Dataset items
○ ○ ○ ○ ○ ○ ○

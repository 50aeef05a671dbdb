pub(crate) mod support;

mod resources {
    mod cluster_tests;
    mod node_tests;
    mod profile_tests;
}
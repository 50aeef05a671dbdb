pub mod cluster;
pub mod core;
pub mod lifecycle;
pub mod profile;

#[cfg(test)]
mod tests;

pub use crate::core::domain::error::{DevbaoError, DevbaoResult, ValidationError};
pub use crate::core::domain::model::{
    cluster::Cluster, instance_config::ConfigOption, node::Node, profile::Profile,
    settings::DevbaoSettings,
};
pub use crate::core::domain::value_object::ProductType;
use crate::{
    cluster::application::service::cluster_service::ClusterService,
    core::infrastructure::{
        process::{
            BinaryResolver, ProcessInspector, ProcessLauncher, SystemInspector, SystemLauncher,
        },
        workspace::Workspace,
    },
    lifecycle::application::service::node_service::NodeService,
    profile::application::service::profile_service::ProfileService,
};
use std::path::PathBuf;
use std::sync::Arc;
use tracing::debug;

/// Directory name used under the platform data directory.
pub const APP_DIR: &str = "devbao";

/// Entry point for managing local development servers and clusters.
///
/// The client owns no state besides the workspace root: every operation
/// loads its records fresh from disk and writes them back when they change.
///
/// # Examples
///
/// ```no_run
/// use devbao::{ConfigOption, DevbaoClient, DevbaoResult, ProductType};
/// use devbao::core::domain::model::instance_config::DevConfig;
///
/// #[tokio::main]
/// async fn main() -> DevbaoResult<()> {
///     let client = DevbaoClient::builder().base_directory("/tmp/devbao").build()?;
///
///     let dev = DevConfig {
///         token: "devroot".into(),
///         address: "127.0.0.1:8200".into(),
///         tls: false,
///     };
///     let mut node = client
///         .nodes()
///         .build("dev", ProductType::Auto, vec![ConfigOption::Dev(dev)])
///         .await?;
///     client.nodes().start(&mut node).await?;
///     println!("{:?}", client.nodes().env(&node)?);
///     Ok(())
/// }
/// ```
#[derive(Clone)]
pub struct DevbaoClient {
    nodes: NodeService,
    clusters: ClusterService,
    profiles: ProfileService,
}

/// Builder for DevbaoClient configuration
#[derive(Default)]
pub struct DevbaoClientBuilder {
    base_directory: Option<PathBuf>,
    settings: DevbaoSettings,
    resolver: Option<BinaryResolver>,
    inspector: Option<Arc<dyn ProcessInspector>>,
    launcher: Option<Arc<dyn ProcessLauncher>>,
}

impl DevbaoClientBuilder {
    /// Root of all persisted state. Defaults to `<data dir>/devbao`.
    pub fn base_directory(mut self, directory: impl Into<PathBuf>) -> Self {
        self.base_directory = Some(directory.into());
        self
    }

    pub fn settings(mut self, settings: DevbaoSettings) -> Self {
        self.settings = settings;
        self
    }

    /// Overrides binary resolution. Defaults to a snapshot of the environment.
    pub fn resolver(mut self, resolver: BinaryResolver) -> Self {
        self.resolver = Some(resolver);
        self
    }

    pub fn inspector(mut self, inspector: Arc<dyn ProcessInspector>) -> Self {
        self.inspector = Some(inspector);
        self
    }

    pub fn launcher(mut self, launcher: Arc<dyn ProcessLauncher>) -> Self {
        self.launcher = Some(launcher);
        self
    }

    pub fn build(self) -> DevbaoResult<DevbaoClient> {
        let root = match self.base_directory {
            Some(root) => root,
            None => dirs::data_local_dir()
                .map(|dir| dir.join(APP_DIR))
                .ok_or_else(|| {
                    ValidationError::field(
                        "base_directory",
                        "no platform data directory available; pass one explicitly",
                    )
                })?,
        };
        debug!(target: "devbao", root = %root.display(), "using workspace");

        let inspector = self
            .inspector
            .unwrap_or_else(|| Arc::new(SystemInspector));
        let launcher = self
            .launcher
            .unwrap_or_else(|| Arc::new(SystemLauncher::new(self.settings.readiness.clone())));
        let resolver = self.resolver.unwrap_or_else(BinaryResolver::from_env);

        let nodes = NodeService::new(
            Workspace::new(root),
            inspector,
            launcher,
            resolver,
            self.settings,
        );
        Ok(DevbaoClient {
            clusters: ClusterService::new(nodes.clone()),
            profiles: ProfileService::new(),
            nodes,
        })
    }
}

impl DevbaoClient {
    /// Creates a new builder for DevbaoClient configuration
    pub fn builder() -> DevbaoClientBuilder {
        DevbaoClientBuilder::default()
    }

    pub fn nodes(&self) -> &NodeService {
        &self.nodes
    }

    pub fn clusters(&self) -> &ClusterService {
        &self.clusters
    }

    pub fn profiles(&self) -> &ProfileService {
        &self.profiles
    }

    /// Applies `profile` to a node through its stored address and token.
    ///
    /// Returns the warnings the server produced along the way.
    pub async fn apply_profile(&self, node: &Node, profile: Profile) -> DevbaoResult<Vec<String>> {
        let client = self.nodes.client(node)?;
        self.profiles.setup(&client, profile).await
    }

    /// Reverts [`apply_profile`](Self::apply_profile).
    pub async fn remove_profile(&self, node: &Node, profile: Profile) -> DevbaoResult<Vec<String>> {
        let client = self.nodes.client(node)?;
        self.profiles.remove(&client, profile).await
    }
}
//! Request and response shapes of the server's administrative API.
//!
//! Only the fields devbao relies on are modeled; everything else the server
//! returns is ignored.

use serde::{Deserialize, Serialize};
use std::collections::BTreeMap;

/// Envelope used by logical endpoints, which nest their payload under `data`.
#[derive(Debug, Clone, Deserialize)]
pub struct DataEnvelope<T> {
    pub data: T,
    #[serde(default)]
    pub warnings: Option<Vec<String>>,
}

/// Generic logical response: arbitrary data plus warnings.
#[derive(Debug, Clone, Default, PartialEq, Deserialize)]
pub struct SecretResponse {
    #[serde(default)]
    pub data: Option<serde_json::Value>,
    #[serde(default)]
    pub warnings: Option<Vec<String>>,
}

#[derive(Debug, Clone, Deserialize)]
pub struct InitStatusResponse {
    pub initialized: bool,
}

#[derive(Debug, Clone, Default, PartialEq, Serialize)]
pub struct InitRequest {
    #[serde(skip_serializing_if = "Option::is_none")]
    pub secret_shares: Option<u32>,
    #[serde(skip_serializing_if = "Option::is_none")]
    pub secret_threshold: Option<u32>,
    #[serde(skip_serializing_if = "Option::is_none")]
    pub recovery_shares: Option<u32>,
    #[serde(skip_serializing_if = "Option::is_none")]
    pub recovery_threshold: Option<u32>,
}

#[derive(Debug, Clone, Default, Deserialize)]
pub struct InitResponse {
    #[serde(default)]
    pub keys_base64: Vec<String>,
    #[serde(default)]
    pub recovery_keys_base64: Vec<String>,
    pub root_token: String,
}

#[derive(Debug, Clone, Default, Deserialize)]
pub struct SealStatusResponse {
    pub sealed: bool,
    #[serde(default)]
    pub initialized: bool,
    #[serde(default)]
    pub t: u32,
    #[serde(default)]
    pub n: u32,
    #[serde(default)]
    pub progress: u32,
}

#[derive(Debug, Clone, Serialize)]
pub struct UnsealRequest<'a> {
    pub key: &'a str,
}

#[derive(Debug, Clone, Default, Deserialize)]
pub struct LeaderResponse {
    #[serde(default)]
    pub ha_enabled: bool,
    #[serde(default)]
    pub is_self: bool,
    #[serde(default)]
    pub leader_address: String,
}

#[derive(Debug, Clone, Serialize)]
pub struct RaftJoinRequest {
    pub leader_api_addr: String,
    pub retry: bool,
    #[serde(skip_serializing_if = "Option::is_none")]
    pub leader_ca_cert: Option<String>,
}

#[derive(Debug, Clone, Deserialize)]
pub struct RaftJoinResponse {
    #[serde(default)]
    pub joined: bool,
}

#[derive(Debug, Clone, Default, Deserialize)]
pub struct HaStatus {
    #[serde(default)]
    pub nodes: Vec<HaNode>,
}

#[derive(Debug, Clone, Deserialize)]
pub struct HaNode {
    #[serde(default)]
    pub hostname: String,
    pub api_address: String,
    pub cluster_address: String,
    #[serde(default)]
    pub active_node: bool,
}

#[derive(Debug, Clone, Deserialize)]
pub struct RaftConfigurationResponse {
    pub config: RaftConfiguration,
}

#[derive(Debug, Clone, Default, Deserialize)]
pub struct RaftConfiguration {
    #[serde(default)]
    pub servers: Vec<RaftServer>,
}

#[derive(Debug, Clone, Deserialize)]
pub struct RaftServer {
    pub node_id: String,
    pub address: String,
    #[serde(default)]
    pub leader: bool,
    #[serde(default)]
    pub voter: bool,
}

#[derive(Debug, Clone, Serialize)]
pub struct RaftRemovePeerRequest<'a> {
    pub server_id: &'a str,
}

/// Body of `sys/mounts/<path>`.
#[derive(Debug, Clone, Default, PartialEq, Serialize)]
pub struct MountInput {
    #[serde(rename = "type")]
    pub mount_type: String,
    #[serde(skip_serializing_if = "String::is_empty")]
    pub description: String,
    #[serde(skip_serializing_if = "MountConfig::is_empty")]
    pub config: MountConfig,
    #[serde(skip_serializing_if = "BTreeMap::is_empty")]
    pub options: BTreeMap<String, String>,
}

impl MountInput {
    pub fn new(mount_type: impl Into<String>) -> Self {
        Self {
            mount_type: mount_type.into(),
            ..Self::default()
        }
    }
}

#[derive(Debug, Clone, Default, PartialEq, Serialize)]
pub struct MountConfig {
    #[serde(skip_serializing_if = "Option::is_none")]
    pub max_lease_ttl: Option<String>,
    #[serde(skip_serializing_if = "Option::is_none")]
    pub default_lease_ttl: Option<String>,
}

impl MountConfig {
    fn is_empty(&self) -> bool {
        self.max_lease_ttl.is_none() && self.default_lease_ttl.is_none()
    }
}

/// Body of `sys/auth/<path>`.
#[derive(Debug, Clone, Serialize)]
pub struct AuthInput<'a> {
    #[serde(rename = "type")]
    pub auth_type: &'a str,
    #[serde(skip_serializing_if = "str::is_empty")]
    pub description: &'a str,
}

#[derive(Debug, Clone, Serialize)]
pub struct PolicyRequest<'a> {
    pub policy: &'a str,
}

/// Body of `sys/audit/<path>`.
#[derive(Debug, Clone, Serialize)]
pub struct AuditInput {
    #[serde(rename = "type")]
    pub audit_type: String,
    pub options: BTreeMap<String, String>,
}

#[derive(Debug, Clone, Deserialize)]
pub struct AuditDevice {
    #[serde(rename = "type", default)]
    pub audit_type: String,
    #[serde(default)]
    pub path: String,
}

○ ○ ○ ○ ○ ○ ○

(The problem)
Show all lines above containing "ProcessLauncher".

(Exercise solution)
            BinaryResolver, ProcessInspector, ProcessLauncher, SystemInspector, SystemLauncher,
    launcher: Option<Arc<dyn ProcessLauncher>>,
    pub fn launcher(mut self, launcher: Arc<dyn ProcessLauncher>) -> Self {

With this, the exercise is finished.